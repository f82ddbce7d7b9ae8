use anyhow::{Context, Result};
use std::fmt;
use std::path::PathBuf;
use std::time::Duration;

use super::parser::{CsvTable, Table};

/// Where a CSV document comes from: a local file or a published URL.
#[derive(Clone, Debug, PartialEq, Eq)]
pub enum Source {
    File(PathBuf),
    Url(String),
}

impl Source {
    pub fn parse(raw: &str) -> Option<Self> {
        let raw = raw.trim();
        if raw.is_empty() {
            return None;
        }
        let lower = raw.to_ascii_lowercase();
        if lower.starts_with("http://") || lower.starts_with("https://") {
            Some(Source::Url(raw.to_string()))
        } else {
            Some(Source::File(PathBuf::from(raw)))
        }
    }
}

impl fmt::Display for Source {
    fn fmt(&self, f: &mut fmt::Formatter<'_>) -> fmt::Result {
        match self {
            Source::File(path) => write!(f, "{}", path.display()),
            Source::Url(url) => f.write_str(url),
        }
    }
}

/// Reads the raw text of a source. File bytes are decoded as UTF-8, lossily.
pub fn fetch_text(source: &Source, timeout: Duration) -> Result<String> {
    match source {
        Source::File(path) => {
            let bytes = std::fs::read(path)
                .with_context(|| format!("Failed to read file: {:?}", path))?;
            Ok(String::from_utf8_lossy(&bytes).into_owned())
        }
        Source::Url(url) => {
            let client = reqwest::blocking::Client::builder()
                .timeout(timeout)
                .build()
                .context("Failed to build HTTP client")?;
            let response = client
                .get(url)
                .send()
                .with_context(|| format!("Failed to fetch {}", url))?
                .error_for_status()
                .with_context(|| format!("Bad response from {}", url))?;
            response
                .text()
                .with_context(|| format!("Failed to read body from {}", url))
        }
    }
}

pub fn load_table(source: &Source, timeout: Duration) -> Result<Table> {
    let text = fetch_text(source, timeout)?;
    let table = CsvTable::parse(&text);
    tracing::info!(
        source = %source,
        records = table.len(),
        dropped = table.dropped_rows(),
        "Loaded table"
    );
    Ok(table)
}

#[cfg(test)]
mod tests {
    use super::*;
    use std::io::Write;
    use tempfile::NamedTempFile;

    const TIMEOUT: Duration = Duration::from_secs(5);

    #[test]
    fn test_source_parse() {
        assert_eq!(
            Source::parse(" https://example.com/pub?output=csv "),
            Some(Source::Url("https://example.com/pub?output=csv".to_string()))
        );
        assert_eq!(
            Source::parse("HTTP://example.com/a.csv"),
            Some(Source::Url("HTTP://example.com/a.csv".to_string()))
        );
        assert_eq!(
            Source::parse("data/contacts.csv"),
            Some(Source::File(PathBuf::from("data/contacts.csv")))
        );
        assert_eq!(Source::parse("   "), None);
    }

    #[test]
    fn test_load_table_from_file() -> Result<()> {
        let mut file = NamedTempFile::new()?;
        write!(file, "\u{feff}COMPANY NAME,AGENT NAME\r\nAcme,Ann\r\nbroken\r\nAcme,Bob\r\n")?;

        let table = load_table(&Source::File(file.path().to_path_buf()), TIMEOUT)?;
        assert_eq!(table.headers(), &["COMPANY NAME", "AGENT NAME"]);
        assert_eq!(table.len(), 2);
        assert_eq!(table.dropped_rows(), 1);
        Ok(())
    }

    #[test]
    fn test_invalid_utf8_is_replaced() -> Result<()> {
        let mut file = NamedTempFile::new()?;
        file.write_all(b"Name\nAn\xffn")?;

        let text = fetch_text(&Source::File(file.path().to_path_buf()), TIMEOUT)?;
        assert_eq!(text, "Name\nAn\u{fffd}n");
        Ok(())
    }

    #[test]
    fn test_missing_file_is_an_error() {
        let source = Source::File(PathBuf::from("/definitely/not/here.csv"));
        let err = load_table(&source, TIMEOUT).unwrap_err();
        assert!(err.to_string().contains("Failed to read file"));
    }
}
use anyhow::{Context, Result};
use directories::ProjectDirs;
use serde::{Deserialize, Serialize};
use std::fs;
use std::path::{Path, PathBuf};
use std::time::Duration;

use super::directory::ColumnNames;

#[derive(PartialEq, Clone, Copy, Serialize, Deserialize, Debug)]
pub enum Theme {
    System,
    Dark,
    Light,
}

impl Theme {
    pub fn all() -> &'static [Theme] {
        &[Theme::System, Theme::Dark, Theme::Light]
    }

    pub fn name(&self) -> &'static str {
        match self {
            Theme::System => "System",
            Theme::Dark => "Dark",
            Theme::Light => "Light",
        }
    }
}

#[derive(Clone, Debug, PartialEq, Serialize, Deserialize)]
#[serde(default)]
pub struct Settings {
    pub theme: Theme,
    pub font_size: f32,
    /// File path or published CSV URL.
    pub contacts_source: String,
    pub templates_source: String,
    pub columns: ColumnNames,
    pub fetch_timeout_secs: u64,
    pub copy_feedback_secs: f32,
}

impl Default for Settings {
    fn default() -> Self {
        Self {
            theme: Theme::System,
            font_size: 14.0,
            contacts_source: String::new(),
            templates_source: String::new(),
            columns: ColumnNames::default(),
            fetch_timeout_secs: 30,
            copy_feedback_secs: 1.5,
        }
    }
}

impl Settings {
    pub fn config_path() -> Option<PathBuf> {
        ProjectDirs::from("", "", "draftmerge").map(|dirs| dirs.config_dir().join("config.json"))
    }

    pub fn load() -> Self {
        match Self::config_path() {
            Some(path) if path.exists() => Self::load_from(&path),
            _ => Self::default(),
        }
    }

    /// Falls back to defaults when the file is unreadable or malformed.
    pub fn load_from(path: &Path) -> Self {
        let parsed = fs::read_to_string(path)
            .map_err(anyhow::Error::from)
            .and_then(|content| serde_json::from_str(&content).map_err(anyhow::Error::from));
        match parsed {
            Ok(settings) => settings,
            Err(e) => {
                tracing::warn!("Ignoring settings at {:?}: {}", path, e);
                Self::default()
            }
        }
    }

    pub fn save(&self) -> Result<()> {
        let path = Self::config_path().context("No config directory available")?;
        self.save_to(&path)
    }

    pub fn save_to(&self, path: &Path) -> Result<()> {
        if let Some(dir) = path.parent() {
            fs::create_dir_all(dir).with_context(|| format!("Failed to create {:?}", dir))?;
        }
        let content = serde_json::to_string_pretty(self).context("Failed to serialize settings")?;
        fs::write(path, content).with_context(|| format!("Failed to write {:?}", path))?;
        tracing::debug!("Saved settings to {:?}", path);
        Ok(())
    }

    pub fn reset() {
        if let Some(path) = Self::config_path() {
            if path.exists() {
                if let Err(e) = fs::remove_file(&path) {
                    tracing::warn!("Failed to remove {:?}: {}", path, e);
                }
            }
        }
    }

    pub fn fetch_timeout(&self) -> Duration {
        Duration::from_secs(self.fetch_timeout_secs.max(1))
    }
}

====

> [WHAT IS BEING ASKED]:
Set down every record above, word for word.

> [WRITTEN ANSWER]:
repository f82ddbce7d7b9ae8
use anyhow::{Context, Result};
use std::fmt;
use std::path::PathBuf;
use std::time::Duration;

use super::parser::{CsvTable, Table};

/// Where a CSV document comes from: a local file or a published URL.
#[derive(Clone, Debug, PartialEq, Eq)]
pub enum Source {
    File(PathBuf),
    Url(String),
}

impl Source {
    pub fn parse(raw: &str) -> Option<Self> {
        let raw = raw.trim();
        if raw.is_empty() {
            return None;
        }
        let lower = raw.to_ascii_lowercase();
        if lower.starts_with("http://") || lower.starts_with("https://") {
            Some(Source::Url(raw.to_string()))
        } else {
            Some(Source::File(PathBuf::from(raw)))
        }
    }
}

impl fmt::Display for Source {
    fn fmt(&self, f: &mut fmt::Formatter<'_>) -> fmt::Result {
        match self {
            Source::File(path) => write!(f, "{}", path.display()),
            Source::Url(url) => f.write_str(url),
        }
    }
}

/// Reads the raw text of a source. File bytes are decoded as UTF-8, lossily.
pub fn fetch_text(source: &Source, timeout: Duration) -> Result<String> {
    match source {
        Source::File(path) => {
            let bytes = std::fs::read(path)
                .with_context(|| format!("Failed to read file: {:?}", path))?;
            Ok(String::from_utf8_lossy(&bytes).into_owned())
        }
        Source::Url(url) => {
            let client = reqwest::blocking::Client::builder()
                .timeout(timeout)
                .build()
                .context("Failed to build HTTP client")?;
            let response = client
                .get(url)
                .send()
                .with_context(|| format!("Failed to fetch {}", url))?
                .error_for_status()
                .with_context(|| format!("Bad response from {}", url))?;
            response
                .text()
                .with_context(|| format!("Failed to read body from {}", url))
        }
    }
}

pub fn load_table(source: &Source, timeout: Duration) -> Result<Table> {
    let text = fetch_text(source, timeout)?;
    let table = CsvTable::parse(&text);
    tracing::info!(
        source = %source,
        records = table.len(),
        dropped = table.dropped_rows(),
        "Loaded table"
    );
    Ok(table)
}

#[cfg(test)]
mod tests {
    use super::*;
    use std::io::Write;
    use tempfile::NamedTempFile;

    const TIMEOUT: Duration = Duration::from_secs(5);

    #[test]
    fn test_source_parse() {
        assert_eq!(
            Source::parse(" https://example.com/pub?output=csv "),
            Some(Source::Url("https://example.com/pub?output=csv".to_string()))
        );
        assert_eq!(
            Source::parse("HTTP://example.com/a.csv"),
            Some(Source::Url("HTTP://example.com/a.csv".to_string()))
        );
        assert_eq!(
            Source::parse("data/contacts.csv"),
            Some(Source::File(PathBuf::from("data/contacts.csv")))
        );
        assert_eq!(Source::parse("   "), None);
    }

    #[test]
    fn test_load_table_from_file() -> Result<()> {
        let mut file = NamedTempFile::new()?;
        write!(file, "\u{feff}COMPANY NAME,AGENT NAME\r\nAcme,Ann\r\nbroken\r\nAcme,Bob\r\n")?;

        let table = load_table(&Source::File(file.path().to_path_buf()), TIMEOUT)?;
        assert_eq!(table.headers(), &["COMPANY NAME", "AGENT NAME"]);
        assert_eq!(table.len(), 2);
        assert_eq!(table.dropped_rows(), 1);
        Ok(())
    }

    #[test]
    fn test_invalid_utf8_is_replaced() -> Result<()> {
        let mut file = NamedTempFile::new()?;
        file.write_all(b"Name\nAn\xffn")?;

        let text = fetch_text(&Source::File(file.path().to_path_buf()), TIMEOUT)?;
        assert_eq!(text, "Name\nAn\u{fffd}n");
        Ok(())
    }

    #[test]
    fn test_missing_file_is_an_error() {
        let source = Source::File(PathBuf::from("/definitely/not/here.csv"));
        let err = load_table(&source, TIMEOUT).unwrap_err();
        assert!(err.to_string().contains("Failed to read file"));
    }
}
use anyhow::{Context, Result};
use directories::ProjectDirs;
use serde::{Deserialize, Serialize};
use std::fs;
use std::path::{Path, PathBuf};
use std::time::Duration;

use super::directory::ColumnNames;

#[derive(PartialEq, Clone, Copy, Serialize, Deserialize, Debug)]
pub enum Theme {
    System,
    Dark,
    Light,
}

impl Theme {
    pub fn all() -> &'static [Theme] {
        &[Theme::System, Theme::Dark, Theme::Light]
    }

    pub fn name(&self) -> &'static str {
        match self {
            Theme::System => "System",
            Theme::Dark => "Dark",
            Theme::Light => "Light",
        }
    }
}

#[derive(Clone, Debug, PartialEq, Serialize, Deserialize)]
#[serde(default)]
pub struct Settings {
    pub theme: Theme,
    pub font_size: f32,
    /// File path or published CSV URL.
    pub contacts_source: String,
    pub templates_source: String,
    pub columns: ColumnNames,
    pub fetch_timeout_secs: u64,
    pub copy_feedback_secs: f32,
}

impl Default for Settings {
    fn default() -> Self {
        Self {
            theme: Theme::System,
            font_size: 14.0,
            contacts_source: String::new(),
            templates_source: String::new(),
            columns: ColumnNames::default(),
            fetch_timeout_secs: 30,
            copy_feedback_secs: 1.5,
        }
    }
}

impl Settings {
    pub fn config_path() -> Option<PathBuf> {
        ProjectDirs::from("", "", "draftmerge").map(|dirs| dirs.config_dir().join("config.json"))
    }

    pub fn load() -> Self {
        match Self::config_path() {
            Some(path) if path.exists() => Self::load_from(&path),
            _ => Self::default(),
        }
    }

    /// Falls back to defaults when the file is unreadable or malformed.
    pub fn load_from(path: &Path) -> Self {
        let parsed = fs::read_to_string(path)
            .map_err(anyhow::Error::from)
            .and_then(|content| serde_json::from_str(&content).map_err(anyhow::Error::from));
        match parsed {
            Ok(settings) => settings,
            Err(e) => {
                tracing::warn!("Ignoring settings at {:?}: {}", path, e);
                Self::default()
            }
        }
    }

    pub fn save(&self) -> Result<()> {
        let path = Self::config_path().context("No config directory available")?;
        self.save_to(&path)
    }

    pub fn save_to(&self, path: &Path) -> Result<()> {
        if let Some(dir) = path.parent() {
            fs::create_dir_all(dir).with_context(|| format!("Failed to create {:?}", dir))?;
        }
        let content = serde_json::to_string_pretty(self).context("Failed to serialize settings")?;
        fs::write(path, content).with_context(|| format!("Failed to write {:?}", path))?;
        tracing::debug!("Saved settings to {:?}", path);
        Ok(())
    }

    pub fn reset() {
        if let Some(path) = Self::config_path() {
            if path.exists() {
                if let Err(e) = fs::remove_file(&path) {
                    tracing::warn!("Failed to remove {:?}: {}", path, e);
                }
            }
        }
    }

    pub fn fetch_timeout(&self) -> Duration {
        Duration::from_secs(self.fetch_timeout_secs.max(1))
    }
}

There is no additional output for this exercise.